Last year, Family Lawyer Magazine did a survey of family lawyers about this topic – discrimination in family law, diversity, prejudice, and so on. I had a few very angry people (who will not be named here, of course) who said, “This is nonsense. It doesn’t exist. There is no problem whatsoever.” I looked at the law firm and saw that every lawyer there was a white man. I guess maybe from their perspective it isn’t a problem…
If you look at Charlottesville, it wasn’t a bunch of old white men marching and carrying torches: it was young white men marching and carrying torches. Maybe you don’t see it, maybe it doesn’t affect you – but that’s the definition of white privilege. White privilege doesn’t mean that your life wasn’t hard; it just means that your skin color wasn’t one of the factors that made it hard. But can you not empathize with someone walking into a courtroom, or getting onto an elevator in a suit, and having women clutch their purses and move away? I’ve been out to dinner with my wife chatting about court, and someone was comfortable enough to butt into our conversation to ask if I was a bailiff. Please don’t tell me that prejudice doesn’t exist in America; be honest enough to say “I refuse to see it.” I’d be much happier with that.
To end on what I hope is a slightly more positive note, I’m going to ask you to look into your crystal ball and ask how you see the movement towards true equality – at least in the family law system and court – evolving over the next decade?
Going back to our earlier conversations, I think that if people continue to be willing to be educated – not just about the differences about race, but about religion, ethnicity, and gender – then we can continue to move forward. It’s when people decide that they no longer want to have that conversation that we will become stuck in quicksand, and it already seems like we’re repeating our past. But on the same note, we have a groundswell of people who are saying, “You know what? My eyes have been opened.” And with that, there is hope.
Am I going to see true equality in my lifetime? No, I do not believe so. Hopefully, we’ll continue to move the rock – not just for ten minutes, or six months, or a year and say, “This is far enough.” We have to push that rock until it gets over the hill completely. Hopefully, that will happen within my grandchildren’s lifetime.
This has been such an engaging conversation that I really hate to bring to a close, but I guess all good things must come to an end. I’m hoping that you will accept an invitation to come back and continue the conversation later on.
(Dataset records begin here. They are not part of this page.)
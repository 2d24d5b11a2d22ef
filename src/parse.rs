//! Ingests foreign stylesheet keyframes back into the IR.
//!
//! Only transform/opacity declarations and simple percentage stops are
//! supported. This is the one validating boundary in the crate: anything the
//! importer cannot faithfully represent is rejected with a reason instead of
//! being guessed at.

use std::sync::OnceLock;

use regex::Regex;

use crate::{
    error::{MotionError, MotionResult},
    model::Keyframe,
};

/// Parses the first `@keyframes` block in `text` into keyframes sorted by
/// offset.
///
/// Fails when no block is present, when any stop carries a `matrix(...)`
/// transform (composite matrices cannot be decomposed losslessly into the
/// discrete property set), or when fewer than 2 stops survive parsing.
#[tracing::instrument(skip(text))]
pub fn parse_keyframes(text: &str) -> MotionResult<Vec<Keyframe>> {
    let body = keyframes_body(text)
        .ok_or_else(|| MotionError::parse("no @keyframes block found in input"))?;

    let mut keyframes = Vec::new();
    for caps in stop_re().captures_iter(body) {
        let selector = caps.get(1).map(|m| m.as_str()).unwrap_or_default();
        let declarations = caps.get(2).map(|m| m.as_str()).unwrap_or_default();

        if declarations.contains("matrix(") || declarations.contains("matrix3d(") {
            return Err(MotionError::parse(
                "matrix transforms are not supported; use discrete transform functions",
            ));
        }

        let Some(offset) = stop_offset(selector) else {
            tracing::debug!(selector, "skipping stop with unparseable selector");
            continue;
        };
        keyframes.push(parse_stop(offset, declarations));
    }

    if keyframes.len() < 2 {
        return Err(MotionError::parse(format!(
            "expected at least 2 keyframe stops, found {}",
            keyframes.len()
        )));
    }

    keyframes.sort_by(|a, b| a.offset.total_cmp(&b.offset));
    Ok(keyframes)
}

/// Body of the first `@keyframes` block, extracted by brace matching so
/// nested stop rules do not end the block early.
fn keyframes_body(text: &str) -> Option<&str> {
    let at = text.find("@keyframes")?;
    let rest = &text[at..];
    let open = rest.find('{')?;
    let mut depth = 0usize;
    for (i, ch) in rest[open..].char_indices() {
        match ch {
            '{' => depth += 1,
            '}' => {
                depth -= 1;
                if depth == 0 {
                    return Some(&rest[open + 1..open + i]);
                }
            }
            _ => {}
        }
    }
    None
}

fn stop_offset(selector: &str) -> Option<f64> {
    match selector.trim() {
        "from" => Some(0.0),
        "to" => Some(1.0),
        pct => pct
            .strip_suffix('%')
            .and_then(|n| n.trim().parse::<f64>().ok())
            .map(|n| n / 100.0),
    }
}

fn parse_stop(offset: f64, declarations: &str) -> Keyframe {
    let mut kf = Keyframe::at(offset);
    let re = transform_res();

    // Each function is scanned independently; duplicates of the same
    // function are not summed, the first match wins.
    if let Some(v) = first_number(&re.translate_x, declarations) {
        kf.translate_x = v;
    }
    if let Some(v) = first_number(&re.translate_y, declarations) {
        kf.translate_y = v;
    }
    if let Some(v) = first_number(&re.scale, declarations) {
        kf.scale = v;
    }
    if let Some(v) = first_number(&re.rotate, declarations) {
        kf.rotate = v;
    }
    if let Some(v) = first_number(&re.rotate_x, declarations) {
        kf.rotate_x = Some(v);
    }
    if let Some(v) = first_number(&re.rotate_y, declarations) {
        kf.rotate_y = Some(v);
    }
    if let Some(v) = first_number(&re.skew_x, declarations) {
        kf.skew_x = v;
    }
    if let Some(v) = first_number(&re.skew_y, declarations) {
        kf.skew_y = v;
    }
    if let Some(v) = first_number(&re.perspective, declarations) {
        kf.perspective = Some(v);
    }
    if let Some(v) = first_number(&re.opacity, declarations) {
        kf.opacity = v;
    }
    kf
}

fn first_number(re: &Regex, text: &str) -> Option<f64> {
    re.captures(text)
        .and_then(|c| c.get(1))
        .and_then(|m| m.as_str().parse().ok())
}

struct TransformRes {
    translate_x: Regex,
    translate_y: Regex,
    scale: Regex,
    rotate: Regex,
    rotate_x: Regex,
    rotate_y: Regex,
    skew_x: Regex,
    skew_y: Regex,
    perspective: Regex,
    opacity: Regex,
}

fn stop_re() -> &'static Regex {
    static STOP: OnceLock<Regex> = OnceLock::new();
    STOP.get_or_init(|| Regex::new(r"(?s)(from|to|[\d.]+\s*%)\s*\{([^}]*)\}").unwrap())
}

fn transform_res() -> &'static TransformRes {
    static RES: OnceLock<TransformRes> = OnceLock::new();
    // `rotate` requires the literal paren right after the name, so it can
    // never match the prefix of rotateX(...) or rotateY(...).
    RES.get_or_init(|| TransformRes {
        translate_x: Regex::new(r"translateX\(\s*(-?[\d.]+)(?:px)?\s*\)").unwrap(),
        translate_y: Regex::new(r"translateY\(\s*(-?[\d.]+)(?:px)?\s*\)").unwrap(),
        scale: Regex::new(r"scale\(\s*(-?[\d.]+)").unwrap(),
        rotate: Regex::new(r"rotate\(\s*(-?[\d.]+)(?:deg)?\s*\)").unwrap(),
        rotate_x: Regex::new(r"rotateX\(\s*(-?[\d.]+)(?:deg)?\s*\)").unwrap(),
        rotate_y: Regex::new(r"rotateY\(\s*(-?[\d.]+)(?:deg)?\s*\)").unwrap(),
        skew_x: Regex::new(r"skewX\(\s*(-?[\d.]+)(?:deg)?\s*\)").unwrap(),
        skew_y: Regex::new(r"skewY\(\s*(-?[\d.]+)(?:deg)?\s*\)").unwrap(),
        perspective: Regex::new(r"perspective\(\s*(-?[\d.]+)(?:px)?\s*\)").unwrap(),
        opacity: Regex::new(r"opacity\s*:\s*(-?[\d.]+)").unwrap(),
    })
}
My guest today has been Kiilu Davis, Managing Partner of kdlaw in Arizona. Recognized as one of the leading family law attorneys in the state, Kiilu is a certified family law specialist, a Diplomate of the American College of Family Law Trial Attorneys, and a Fellow of the AAML and IAML. He is on the Executive Council for the Family Law Section of the State Bar of Arizona and helped rewrite the Family Law Rules in 2018. He can be reached via his website at www.kdlaw.org. Thank you, Kiilu, for taking the time to share these incredibly important thoughts with us today.
My pleasure. Thank you for having me.